Pourquoi les TSA s’éternisent
Un TSA prévu pour 12 mois en dure souvent 24. Ce n’est pas l’exception, c’est presque la norme quand personne ne pilote la sortie. Les causes se ressemblent d’une opération à l’autre. D’abord, un plan de séparation trop optimiste au cadrage. Ensuite, des dépendances découvertes en cours de route. Enfin, des équipes absorbées par le quotidien, et un vendeur que rien ne presse, puisque chaque mois se facture.
Le coût réel dépasse largement la facture mensuelle. En effet, tant que le TSA court, l’entité ne maîtrise ni sa roadmap IT, ni sa sécurité, ni sa capacité à se transformer. Ainsi, l’autonomie stratégique attend la fin du contrat.
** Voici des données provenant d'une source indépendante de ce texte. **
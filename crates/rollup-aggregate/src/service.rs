//! Validated aggregation services
//!
//! Each service runs its validator to completion before aggregating, so a
//! caller sees either a complete result or a single [`ValidationError`].

use crate::grouped::GroupedAggregator;
use crate::join::JoinAggregator;
use crate::reducer::SumSorted;
use rollup_model::{Collaborator, Collaborators, Company, Employee, Keyed, Office, SectorSummary, Weighted};
use rollup_validate::{validate_join, ValidationError, Validator};
use std::collections::HashMap;

/// Sector name to summary
pub type SectorSummaries = HashMap<String, SectorSummary>;

/// Salary totals per sector
#[derive(Debug, Clone, Copy, Default)]
pub struct SectorService;

impl SectorService {
    /// Create sector service
    #[inline]
    #[must_use]
    pub fn new() -> Self {
        Self
    }

    /// Summarise collaborators per sector
    ///
    /// Salaries are checked before sectors.
    ///
    /// # Errors
    /// - [`ValidationError::InvalidSalary`] if any salary is missing or negative
    /// - [`ValidationError::InvalidSector`] if any sector is missing
    pub fn compile(&self, collaborators: &Collaborators) -> Result<SectorSummaries, ValidationError> {
        let records = collaborators.as_slice();
        Validator::salaries().validate(records)?;

        let reducer = SumSorted::new(<Collaborator as Weighted>::amount);
        let rollups = GroupedAggregator::aggregate(
            records,
            |c| c.group_key().map(str::to_owned),
            &reducer,
        );
        tracing::debug!(
            collaborators = records.len(),
            sectors = rollups.len(),
            "compiled sector summaries"
        );

        Ok(rollups
            .into_iter()
            .map(|(sector, rollup)| (sector, SectorSummary::new(rollup.total, rollup.members)))
            .collect())
    }
}

/// Employees and offices merged per company
#[derive(Debug, Clone, Copy, Default)]
pub struct OfficeService;

impl OfficeService {
    /// Create office service
    #[inline]
    #[must_use]
    pub fn new() -> Self {
        Self
    }

    /// Merge employees and offices by company id
    ///
    /// # Returns
    /// - `Ok(None)` if either collection is absent
    /// - `Ok(Some(companies))` ordered ascending by company id; empty when
    ///   both collections are empty
    ///
    /// # Errors
    /// [`ValidationError::InvalidGroupKey`] if any record on either side has
    /// no company id.
    pub fn compile(
        &self,
        employees: Option<&[Employee]>,
        offices: Option<&[Office]>,
    ) -> Result<Option<Vec<Company>>, ValidationError> {
        let (Some(employees), Some(offices)) = (employees, offices) else {
            tracing::debug!(
                employees = employees.is_some(),
                offices = offices.is_some(),
                "input collection absent, no result"
            );
            return Ok(None);
        };

        validate_join(employees, offices)?;

        let companies: Vec<Company> = JoinAggregator::join(employees, offices)
            .into_iter()
            .map(|group| Company::new(group.key, group.left, group.right))
            .collect();
        tracing::debug!(companies = companies.len(), "compiled companies");

        Ok(Some(companies))
    }
}

#[cfg(test)]
mod tests {
    use super::*;
    use rollup_validate::{ErrorKind, Side};

    #[test]
    fn sector_service_rejects_before_aggregating() {
        let staff = Collaborators::new(vec![
            Collaborator::in_sector("ok", 10.0, "A"),
            Collaborator::new("bad", Some(-1.0), None),
        ]);
        let err = SectorService::new().compile(&staff).unwrap_err();
        assert_eq!(err.kind(), ErrorKind::InvalidSalary);
    }

    #[test]
    fn office_service_absent_beats_invalid() {
        let employees = vec![Employee::new("Maycow Antunes", None)];
        let result = OfficeService::new().compile(Some(employees.as_slice()), None).unwrap();
        assert!(result.is_none());
    }

    #[test]
    fn office_service_reports_side() {
        let employees = vec![Employee::of("Maycow Antunes", "Meli")];
        let offices = vec![Office::new("Meli Floripa", None)];
        let err = OfficeService::new()
            .compile(Some(employees.as_slice()), Some(offices.as_slice()))
            .unwrap_err();
        assert_eq!(
            err,
            ValidationError::InvalidGroupKey {
                side: Side::Right,
                index: 0
            }
        );
    }

    #[test]
    fn office_service_empty_inputs() {
        let employees: Vec<Employee> = vec![];
        let offices: Vec<Office> = vec![];
        let result = OfficeService::new()
            .compile(Some(employees.as_slice()), Some(offices.as_slice()))
            .unwrap();
        assert_eq!(result, Some(vec![]));
    }
}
Piloter la sortie comme un programme
La sortie de TSA n’est pas une date, c’est un programme. Chaque service transitoire devient un chantier, avec un responsable, une cible de migration, une date d’extinction et un critère de réversibilité. La comitologie suit l’extinction service par service. Ainsi, chaque service éteint fait disparaître une ligne de facture, un gain mesurable que le board voit passer.
C’est exactement le rôle du directeur de programme carve-out. Il tient le plan de séparation. Il arbitre entre le vendeur, l’acquéreur et les équipes. Surtout, il fait de la sortie de TSA un jalon tenu, pas un horizon qui recule. Notre page dédiée au carve-out IT détaille ce sujet.
Ce qu’il faut retenir
Le TSA n’est ni un mal nécessaire ni une formalité juridique. C’est un instrument de pilotage. Négociez-le service par service, jalonnez-le, contractualisez la sécurité et la réversibilité. Ainsi, il achète le temps dont la séparation a besoin. Livré à lui-même, en revanche, il finance l’inertie. La différence tient à une chose : quelqu’un dont c’est le métier pilote la sortie, du premier jour au dernier.